AIM OF THE TASK:
Your response should contain each line of the data that includes "decode".
(EXERCISE DATA begins)
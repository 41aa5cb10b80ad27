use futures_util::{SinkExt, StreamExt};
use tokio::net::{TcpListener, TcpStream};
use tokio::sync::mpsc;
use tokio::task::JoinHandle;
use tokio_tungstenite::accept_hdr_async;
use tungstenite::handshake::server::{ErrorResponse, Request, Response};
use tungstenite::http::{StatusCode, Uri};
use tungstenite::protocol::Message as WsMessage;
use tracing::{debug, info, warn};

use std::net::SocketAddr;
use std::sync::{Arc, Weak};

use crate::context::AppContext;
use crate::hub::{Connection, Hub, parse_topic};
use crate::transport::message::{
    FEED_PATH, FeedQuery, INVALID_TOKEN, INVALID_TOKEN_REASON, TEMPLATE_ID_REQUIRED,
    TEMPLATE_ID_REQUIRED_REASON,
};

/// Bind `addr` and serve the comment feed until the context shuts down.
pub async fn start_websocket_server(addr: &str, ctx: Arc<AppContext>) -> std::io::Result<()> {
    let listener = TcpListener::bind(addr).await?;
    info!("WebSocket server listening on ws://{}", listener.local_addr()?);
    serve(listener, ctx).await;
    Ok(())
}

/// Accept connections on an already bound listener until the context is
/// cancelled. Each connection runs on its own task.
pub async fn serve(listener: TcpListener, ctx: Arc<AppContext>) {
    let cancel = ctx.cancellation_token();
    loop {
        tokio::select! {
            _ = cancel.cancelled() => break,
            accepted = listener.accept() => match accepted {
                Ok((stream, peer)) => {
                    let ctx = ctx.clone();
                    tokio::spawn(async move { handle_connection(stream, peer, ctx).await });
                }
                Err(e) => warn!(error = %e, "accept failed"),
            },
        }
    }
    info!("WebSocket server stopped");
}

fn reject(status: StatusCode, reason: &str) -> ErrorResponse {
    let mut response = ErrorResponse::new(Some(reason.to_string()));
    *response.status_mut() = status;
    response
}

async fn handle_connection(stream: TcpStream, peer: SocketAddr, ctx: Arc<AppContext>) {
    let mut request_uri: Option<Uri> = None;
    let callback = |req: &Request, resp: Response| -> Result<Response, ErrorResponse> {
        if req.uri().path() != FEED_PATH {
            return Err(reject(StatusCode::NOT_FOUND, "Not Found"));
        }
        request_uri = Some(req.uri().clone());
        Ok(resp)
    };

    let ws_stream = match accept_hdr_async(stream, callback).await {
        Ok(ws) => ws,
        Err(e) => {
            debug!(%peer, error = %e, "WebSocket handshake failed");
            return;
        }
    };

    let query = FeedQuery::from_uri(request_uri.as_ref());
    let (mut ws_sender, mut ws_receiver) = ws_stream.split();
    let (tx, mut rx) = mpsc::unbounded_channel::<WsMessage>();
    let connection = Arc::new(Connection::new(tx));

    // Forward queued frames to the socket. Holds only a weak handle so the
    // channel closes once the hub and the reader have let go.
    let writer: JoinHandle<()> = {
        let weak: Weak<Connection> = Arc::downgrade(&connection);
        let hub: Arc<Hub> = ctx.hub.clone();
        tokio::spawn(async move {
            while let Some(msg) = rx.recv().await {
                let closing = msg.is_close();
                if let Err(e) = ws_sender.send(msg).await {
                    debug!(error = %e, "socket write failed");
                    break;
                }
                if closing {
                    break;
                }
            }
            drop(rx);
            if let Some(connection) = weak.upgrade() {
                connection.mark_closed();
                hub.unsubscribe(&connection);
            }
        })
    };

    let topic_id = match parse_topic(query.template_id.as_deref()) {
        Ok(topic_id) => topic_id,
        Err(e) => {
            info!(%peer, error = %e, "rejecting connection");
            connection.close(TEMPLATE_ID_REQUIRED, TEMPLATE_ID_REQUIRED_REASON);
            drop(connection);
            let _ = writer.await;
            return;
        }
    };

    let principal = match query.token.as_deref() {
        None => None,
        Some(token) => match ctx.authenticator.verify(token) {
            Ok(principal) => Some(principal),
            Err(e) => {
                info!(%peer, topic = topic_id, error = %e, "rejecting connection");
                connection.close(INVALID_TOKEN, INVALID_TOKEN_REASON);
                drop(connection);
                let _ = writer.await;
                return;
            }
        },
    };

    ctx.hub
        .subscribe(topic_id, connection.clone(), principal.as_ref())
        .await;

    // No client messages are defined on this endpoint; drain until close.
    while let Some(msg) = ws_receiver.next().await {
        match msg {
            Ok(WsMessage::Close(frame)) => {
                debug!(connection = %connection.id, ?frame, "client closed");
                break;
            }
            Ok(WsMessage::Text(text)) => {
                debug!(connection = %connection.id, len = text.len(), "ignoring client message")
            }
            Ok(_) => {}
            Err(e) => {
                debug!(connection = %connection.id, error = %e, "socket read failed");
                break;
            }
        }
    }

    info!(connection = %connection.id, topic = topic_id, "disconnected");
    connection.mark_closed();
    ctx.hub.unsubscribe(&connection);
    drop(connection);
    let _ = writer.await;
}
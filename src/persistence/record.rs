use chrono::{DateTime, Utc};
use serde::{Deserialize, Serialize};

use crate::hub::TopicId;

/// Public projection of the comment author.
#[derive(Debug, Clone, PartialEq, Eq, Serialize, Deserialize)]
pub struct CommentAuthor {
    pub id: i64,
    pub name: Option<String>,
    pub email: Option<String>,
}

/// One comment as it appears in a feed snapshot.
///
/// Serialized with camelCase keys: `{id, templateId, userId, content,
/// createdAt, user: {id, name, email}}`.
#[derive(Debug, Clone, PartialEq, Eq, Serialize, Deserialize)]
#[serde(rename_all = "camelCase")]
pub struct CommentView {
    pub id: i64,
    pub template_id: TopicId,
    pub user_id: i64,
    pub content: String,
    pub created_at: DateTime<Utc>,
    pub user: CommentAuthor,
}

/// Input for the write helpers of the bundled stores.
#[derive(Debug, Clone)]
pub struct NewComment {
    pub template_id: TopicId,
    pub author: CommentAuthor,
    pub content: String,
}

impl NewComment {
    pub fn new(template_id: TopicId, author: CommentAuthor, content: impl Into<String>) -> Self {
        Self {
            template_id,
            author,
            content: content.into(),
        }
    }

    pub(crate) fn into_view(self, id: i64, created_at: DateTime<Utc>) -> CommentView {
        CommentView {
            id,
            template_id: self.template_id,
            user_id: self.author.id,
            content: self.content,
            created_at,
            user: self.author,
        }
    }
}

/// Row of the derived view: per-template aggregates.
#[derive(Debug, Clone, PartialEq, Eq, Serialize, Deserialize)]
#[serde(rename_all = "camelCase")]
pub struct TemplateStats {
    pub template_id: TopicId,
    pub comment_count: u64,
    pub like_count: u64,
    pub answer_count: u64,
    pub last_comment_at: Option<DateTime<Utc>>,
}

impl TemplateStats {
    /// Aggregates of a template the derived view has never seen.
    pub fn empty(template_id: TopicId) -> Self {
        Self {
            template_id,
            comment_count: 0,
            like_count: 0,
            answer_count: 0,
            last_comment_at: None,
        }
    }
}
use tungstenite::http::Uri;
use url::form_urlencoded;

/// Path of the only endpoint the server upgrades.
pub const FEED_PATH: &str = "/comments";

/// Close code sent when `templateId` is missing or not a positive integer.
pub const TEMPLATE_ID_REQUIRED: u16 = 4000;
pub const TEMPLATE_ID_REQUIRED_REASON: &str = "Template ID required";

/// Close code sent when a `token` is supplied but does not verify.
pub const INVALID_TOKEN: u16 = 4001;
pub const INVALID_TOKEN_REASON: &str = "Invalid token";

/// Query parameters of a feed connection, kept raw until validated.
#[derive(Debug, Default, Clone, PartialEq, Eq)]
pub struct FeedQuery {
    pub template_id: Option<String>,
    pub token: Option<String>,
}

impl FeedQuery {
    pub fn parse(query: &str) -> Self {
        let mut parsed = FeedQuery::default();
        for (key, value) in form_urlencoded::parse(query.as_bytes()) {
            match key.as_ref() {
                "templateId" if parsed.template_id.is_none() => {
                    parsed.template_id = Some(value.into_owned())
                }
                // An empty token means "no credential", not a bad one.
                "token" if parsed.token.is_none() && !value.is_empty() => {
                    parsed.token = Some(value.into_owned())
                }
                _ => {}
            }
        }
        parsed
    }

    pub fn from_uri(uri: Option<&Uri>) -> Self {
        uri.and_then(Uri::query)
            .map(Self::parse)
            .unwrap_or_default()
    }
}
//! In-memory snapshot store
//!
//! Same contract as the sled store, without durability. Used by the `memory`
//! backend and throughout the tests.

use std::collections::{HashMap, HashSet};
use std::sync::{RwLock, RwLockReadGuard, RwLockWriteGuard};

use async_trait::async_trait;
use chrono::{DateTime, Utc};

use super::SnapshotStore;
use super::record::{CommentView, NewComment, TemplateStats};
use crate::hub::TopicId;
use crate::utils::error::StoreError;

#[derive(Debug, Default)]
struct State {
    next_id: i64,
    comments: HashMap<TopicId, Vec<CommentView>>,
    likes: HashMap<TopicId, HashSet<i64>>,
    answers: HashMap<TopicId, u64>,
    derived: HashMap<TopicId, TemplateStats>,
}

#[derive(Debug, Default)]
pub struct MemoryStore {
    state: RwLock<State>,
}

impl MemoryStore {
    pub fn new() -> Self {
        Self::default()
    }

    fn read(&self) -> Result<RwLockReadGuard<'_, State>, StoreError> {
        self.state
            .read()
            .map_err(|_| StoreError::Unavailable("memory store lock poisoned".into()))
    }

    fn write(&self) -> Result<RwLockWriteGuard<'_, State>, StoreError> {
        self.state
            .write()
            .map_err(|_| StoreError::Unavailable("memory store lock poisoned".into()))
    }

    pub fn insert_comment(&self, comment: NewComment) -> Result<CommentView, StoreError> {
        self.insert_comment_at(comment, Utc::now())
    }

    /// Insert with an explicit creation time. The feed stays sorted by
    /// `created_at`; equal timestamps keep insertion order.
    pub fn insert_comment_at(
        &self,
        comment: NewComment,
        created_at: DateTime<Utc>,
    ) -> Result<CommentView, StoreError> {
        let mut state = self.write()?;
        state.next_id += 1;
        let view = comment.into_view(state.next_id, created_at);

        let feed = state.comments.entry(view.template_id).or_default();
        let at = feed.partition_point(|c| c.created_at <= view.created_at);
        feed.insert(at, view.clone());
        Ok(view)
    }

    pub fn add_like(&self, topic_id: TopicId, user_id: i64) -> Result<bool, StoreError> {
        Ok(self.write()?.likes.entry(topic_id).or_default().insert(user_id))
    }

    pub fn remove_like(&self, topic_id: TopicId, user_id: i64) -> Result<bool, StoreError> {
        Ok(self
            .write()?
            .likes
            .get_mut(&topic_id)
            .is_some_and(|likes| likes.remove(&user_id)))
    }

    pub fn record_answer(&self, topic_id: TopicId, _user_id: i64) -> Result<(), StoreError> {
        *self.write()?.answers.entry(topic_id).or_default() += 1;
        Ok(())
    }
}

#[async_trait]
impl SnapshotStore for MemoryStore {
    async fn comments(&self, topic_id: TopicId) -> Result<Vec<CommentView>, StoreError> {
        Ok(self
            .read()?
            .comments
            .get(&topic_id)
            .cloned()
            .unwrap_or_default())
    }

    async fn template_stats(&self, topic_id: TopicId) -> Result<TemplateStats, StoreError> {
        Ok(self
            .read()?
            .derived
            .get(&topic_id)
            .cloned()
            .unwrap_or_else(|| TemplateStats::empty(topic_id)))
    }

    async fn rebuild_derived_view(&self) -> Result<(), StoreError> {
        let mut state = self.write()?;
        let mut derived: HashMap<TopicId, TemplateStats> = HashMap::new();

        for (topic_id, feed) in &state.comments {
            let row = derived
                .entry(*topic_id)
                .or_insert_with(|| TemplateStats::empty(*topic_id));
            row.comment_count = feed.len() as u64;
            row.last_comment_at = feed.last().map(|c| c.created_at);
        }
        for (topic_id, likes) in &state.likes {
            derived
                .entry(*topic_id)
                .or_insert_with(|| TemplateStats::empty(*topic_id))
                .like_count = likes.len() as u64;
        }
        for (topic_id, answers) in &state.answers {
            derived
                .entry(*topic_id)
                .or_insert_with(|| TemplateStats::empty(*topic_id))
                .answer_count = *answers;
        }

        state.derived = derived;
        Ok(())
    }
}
(EXERCISE DATA ends)
(EXERCISE DATA begins)
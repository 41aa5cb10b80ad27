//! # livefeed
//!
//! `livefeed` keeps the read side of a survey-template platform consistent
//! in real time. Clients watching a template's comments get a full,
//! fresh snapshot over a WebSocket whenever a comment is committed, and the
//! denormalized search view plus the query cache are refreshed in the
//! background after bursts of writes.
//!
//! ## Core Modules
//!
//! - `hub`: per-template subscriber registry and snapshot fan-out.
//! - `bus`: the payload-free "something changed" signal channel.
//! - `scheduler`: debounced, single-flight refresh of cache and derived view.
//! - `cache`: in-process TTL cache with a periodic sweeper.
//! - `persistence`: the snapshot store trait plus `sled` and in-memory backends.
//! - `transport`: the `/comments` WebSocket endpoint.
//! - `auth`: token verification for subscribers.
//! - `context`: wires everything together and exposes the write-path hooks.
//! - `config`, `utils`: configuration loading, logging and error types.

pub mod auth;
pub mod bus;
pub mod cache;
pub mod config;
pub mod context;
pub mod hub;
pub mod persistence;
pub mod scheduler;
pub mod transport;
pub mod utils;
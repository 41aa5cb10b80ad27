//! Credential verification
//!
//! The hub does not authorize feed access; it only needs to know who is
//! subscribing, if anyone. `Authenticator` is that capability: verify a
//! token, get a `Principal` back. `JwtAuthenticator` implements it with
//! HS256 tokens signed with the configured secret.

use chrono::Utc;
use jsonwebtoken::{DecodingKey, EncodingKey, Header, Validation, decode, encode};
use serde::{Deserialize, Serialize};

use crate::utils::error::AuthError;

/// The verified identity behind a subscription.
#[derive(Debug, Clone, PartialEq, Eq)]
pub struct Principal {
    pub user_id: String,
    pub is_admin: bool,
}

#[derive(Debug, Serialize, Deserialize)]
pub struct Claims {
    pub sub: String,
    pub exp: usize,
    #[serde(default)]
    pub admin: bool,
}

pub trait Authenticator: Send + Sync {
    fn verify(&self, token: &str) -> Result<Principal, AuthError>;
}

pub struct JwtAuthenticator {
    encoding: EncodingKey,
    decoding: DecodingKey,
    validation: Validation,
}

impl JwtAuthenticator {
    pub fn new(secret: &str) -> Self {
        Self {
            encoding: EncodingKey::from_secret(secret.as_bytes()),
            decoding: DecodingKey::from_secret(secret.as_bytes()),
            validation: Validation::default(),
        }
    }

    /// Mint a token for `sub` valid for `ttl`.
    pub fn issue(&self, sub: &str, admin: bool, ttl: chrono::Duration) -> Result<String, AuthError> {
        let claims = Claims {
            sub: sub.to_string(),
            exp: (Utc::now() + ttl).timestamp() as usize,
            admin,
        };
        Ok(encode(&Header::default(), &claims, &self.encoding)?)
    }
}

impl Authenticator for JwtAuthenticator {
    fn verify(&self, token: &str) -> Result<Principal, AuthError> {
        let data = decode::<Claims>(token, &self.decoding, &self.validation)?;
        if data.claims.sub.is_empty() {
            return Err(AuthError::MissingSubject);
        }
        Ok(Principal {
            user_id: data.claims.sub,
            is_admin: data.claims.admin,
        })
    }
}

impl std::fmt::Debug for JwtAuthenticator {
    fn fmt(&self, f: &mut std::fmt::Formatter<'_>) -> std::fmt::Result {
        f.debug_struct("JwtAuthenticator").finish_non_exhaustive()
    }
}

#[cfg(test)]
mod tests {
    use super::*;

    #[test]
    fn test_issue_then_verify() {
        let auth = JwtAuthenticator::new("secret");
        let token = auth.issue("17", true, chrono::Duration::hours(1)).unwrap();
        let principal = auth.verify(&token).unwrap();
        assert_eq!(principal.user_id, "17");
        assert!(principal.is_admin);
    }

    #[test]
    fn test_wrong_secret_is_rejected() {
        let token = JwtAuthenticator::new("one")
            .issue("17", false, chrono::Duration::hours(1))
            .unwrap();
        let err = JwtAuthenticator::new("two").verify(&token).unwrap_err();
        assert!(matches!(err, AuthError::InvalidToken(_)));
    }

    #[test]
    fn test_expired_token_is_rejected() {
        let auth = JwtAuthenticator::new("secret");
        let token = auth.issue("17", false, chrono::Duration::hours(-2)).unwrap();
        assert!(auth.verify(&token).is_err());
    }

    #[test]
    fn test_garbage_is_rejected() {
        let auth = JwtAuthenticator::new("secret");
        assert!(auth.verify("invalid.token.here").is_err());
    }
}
(EXERCISE DATA ends)
THE ANSWER:
use jsonwebtoken::{DecodingKey, EncodingKey, Header, Validation, decode, encode};
        let data = decode::<Claims>(token, &self.decoding, &self.validation)?;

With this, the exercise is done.